Assigned task -> An exact copy of the lines from the one containing "let total = line_height" through the final line of the records is the only acceptable answer.

Raw data section start

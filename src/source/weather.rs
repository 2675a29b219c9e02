/// Weather/status template renderer.
/// Lays out a title, the template name and the local time, centred on a navy panel.
use chrono::{DateTime, Local};
use tiny_skia::{Color, Pixmap};

use crate::source::SourceError;
use crate::source::text::TextRenderer;

const BACKGROUND: (u8, u8, u8) = (0, 0, 128);
const FOREGROUND: (u8, u8, u8) = (255, 255, 0);
const CLOCK: (u8, u8, u8) = (255, 255, 255);

pub fn render_weather(
    text: &TextRenderer,
    template: &str,
    width: u32,
    height: u32,
    now: DateTime<Local>,
) -> Result<Pixmap, SourceError> {
    let mut pixmap = Pixmap::new(width, height).ok_or(SourceError::Size(width, height))?;
    let (r, g, b) = BACKGROUND;
    pixmap.fill(Color::from_rgba8(r, g, b, 255));

    let lines = [
        ("Weather:".to_string(), FOREGROUND),
        (template.to_string(), FOREGROUND),
        (now.format("%H:%M").to_string(), CLOCK),
    ];

    // Largest size at which every line fits the width, capped by the height
    let mut size = height as f32 / lines.len() as f32;
    for (line, _) in &lines {
        let w = text.measure(line, size);
        if w > width {
            size = size * width as f32 / w as f32;
        }
    }
    let size = size.max(4.0);

    let line_height = text.line_height(size);
    let total = line_height * lines.len() as f32;
    let start_y = ((height as f32 - total) / 2.0).max(0.0);

    for (i, (line, color)) in lines.iter().enumerate() {
        let w = text.measure(line, size) as i32;
        let x = ((width as i32 - w) / 2).max(0);
        let top = (start_y + i as f32 * line_height) as i32;
        text.draw_line(&mut pixmap, line, x, top, size, *color);
    }

    Ok(pixmap)
}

Raw data section end

Response area ->
    let total = line_height * lines.len() as f32;
    let start_y = ((height as f32 - total) / 2.0).max(0.0);

    for (i, (line, color)) in lines.iter().enumerate() {
        let w = text.measure(line, size) as i32;
        let x = ((width as i32 - w) / 2).max(0);
        let top = (start_y + i as f32 * line_height) as i32;
        text.draw_line(&mut pixmap, line, x, top, size, *color);
    }

    Ok(pixmap)
}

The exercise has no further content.